Donald Barthelme (1931-1989) - American author of some of the most charming, curious, quizzical, probing short stories every written.

Alienation, absurdity and the reality of death, themes central to the existential imagination, receive powerful expression in two unforgettable French classics: Jean-Paul Sartre’s The Wall and Albert Camus’ The Stranger. Readers have come to expect such serious, penetrating works are part of the rich European literary tradition.

But, we may ask, how will these stark twentieth century existential themes translate when exported to America, the land of Daffy Duck, Yogi Bear, Huckleberry Hound and Gomer Pyle? Turns out, we are provided a clear answer with Some of Us Had Been Threatening Our Friend Colby, the title story in this Donald Barthelme collection about a young man sentenced to death, American-style.

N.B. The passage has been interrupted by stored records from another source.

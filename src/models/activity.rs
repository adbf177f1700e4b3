//! Per-user activity counters
//!
//! Written by the engine while handling domain events; read by badge
//! evaluation and the category leaderboards.

use serde::{Deserialize, Serialize};

use super::user::User;

/// A measurable quantity a badge threshold can refer to
#[derive(Debug, Clone, Copy, PartialEq, Eq, Hash, Serialize, Deserialize)]
#[serde(rename_all = "snake_case")]
pub enum ActivityMetric {
    ReviewsWritten,
    MeaningfulReviews,
    CheckIns,
    VerifiedCheckIns,
    VotesCast,
    HelpfulVotesReceived,
    Follows,
    PhotosUploaded,
    HighResPhotos,
    PhotosApproved,
    UniqueEstablishments,
    MissionsCompleted,
    // Derived from the user row rather than the counters table
    Level,
    TotalXp,
    LongestStreak,
}

impl ActivityMetric {
    pub fn as_str(&self) -> &'static str {
        match self {
            Self::ReviewsWritten => "reviews_written",
            Self::MeaningfulReviews => "meaningful_reviews",
            Self::CheckIns => "check_ins",
            Self::VerifiedCheckIns => "verified_check_ins",
            Self::VotesCast => "votes_cast",
            Self::HelpfulVotesReceived => "helpful_votes_received",
            Self::Follows => "follows",
            Self::PhotosUploaded => "photos_uploaded",
            Self::HighResPhotos => "high_res_photos",
            Self::PhotosApproved => "photos_approved",
            Self::UniqueEstablishments => "unique_establishments",
            Self::MissionsCompleted => "missions_completed",
            Self::Level => "level",
            Self::TotalXp => "total_xp",
            Self::LongestStreak => "longest_streak",
        }
    }

    pub fn from_db(s: &str) -> Option<Self> {
        Self::all().iter().copied().find(|m| m.as_str() == s)
    }

    pub fn all() -> &'static [ActivityMetric] {
        &[
            Self::ReviewsWritten,
            Self::MeaningfulReviews,
            Self::CheckIns,
            Self::VerifiedCheckIns,
            Self::VotesCast,
            Self::HelpfulVotesReceived,
            Self::Follows,
            Self::PhotosUploaded,
            Self::HighResPhotos,
            Self::PhotosApproved,
            Self::UniqueEstablishments,
            Self::MissionsCompleted,
            Self::Level,
            Self::TotalXp,
            Self::LongestStreak,
        ]
    }

    /// Column in `user_activity` backing this metric, if any.
    ///
    /// The names double as SQL identifiers, so this is the only place
    /// allowed to produce them.
    pub fn counter_column(&self) -> Option<&'static str> {
        match self {
            Self::Level | Self::TotalXp | Self::LongestStreak => None,
            other => Some(other.as_str()),
        }
    }
}

/// Counter row for one user
#[derive(Debug, Clone, Default, PartialEq, Eq, Serialize, Deserialize)]
pub struct ActivityCounters {
    pub reviews_written: u32,
    pub meaningful_reviews: u32,
    pub check_ins: u32,
    pub verified_check_ins: u32,
    pub votes_cast: u32,
    pub helpful_votes_received: u32,
    pub follows: u32,
    pub photos_uploaded: u32,
    pub high_res_photos: u32,
    pub photos_approved: u32,
    pub unique_establishments: u32,
    pub missions_completed: u32,
}

impl ActivityCounters {
    /// Current value of `metric` for this user
    pub fn value(&self, metric: ActivityMetric, user: &User) -> u64 {
        match metric {
            ActivityMetric::ReviewsWritten => self.reviews_written.into(),
            ActivityMetric::MeaningfulReviews => self.meaningful_reviews.into(),
            ActivityMetric::CheckIns => self.check_ins.into(),
            ActivityMetric::VerifiedCheckIns => self.verified_check_ins.into(),
            ActivityMetric::VotesCast => self.votes_cast.into(),
            ActivityMetric::HelpfulVotesReceived => self.helpful_votes_received.into(),
            ActivityMetric::Follows => self.follows.into(),
            ActivityMetric::PhotosUploaded => self.photos_uploaded.into(),
            ActivityMetric::HighResPhotos => self.high_res_photos.into(),
            ActivityMetric::PhotosApproved => self.photos_approved.into(),
            ActivityMetric::UniqueEstablishments => self.unique_establishments.into(),
            ActivityMetric::MissionsCompleted => self.missions_completed.into(),
            ActivityMetric::Level => user.level.into(),
            ActivityMetric::TotalXp => u64::try_from(user.total_xp).unwrap_or(0),
            ActivityMetric::LongestStreak => user.longest_streak.into(),
        }
    }
}

/// How an event changes a counter
#[derive(Debug, Clone, Copy, PartialEq, Eq)]
pub enum CounterUpdate {
    /// Add to the stored value
    Add(u32),
    /// Raise the stored value to at least this total
    AtLeast(u32),
}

The narrator tells us in so many words and with home-spun informality how it all started back when some of his group began threatening Colby due to the way he kept carrying on. But, dang, Colby didn’t stop; now he really did it – he went too far. So the group decided to hang him. Colby complained that, although, sure, he went too far, he didn’t deserve to be hanged, since everybody goes too far now and again. They all ignored Colby’s bellyaching and asked what music he would like played the day of his hanging. Colby said he’d take his own sweet time and think it over. Oh, no - they had to know fast since the conductor, Howard, had to find some musicians so he could start rehearsals. Thus begins this short tale of existential absurdity with a decidedly down-home, rustic American twist, including a hefty dose of Barthelme signature humor.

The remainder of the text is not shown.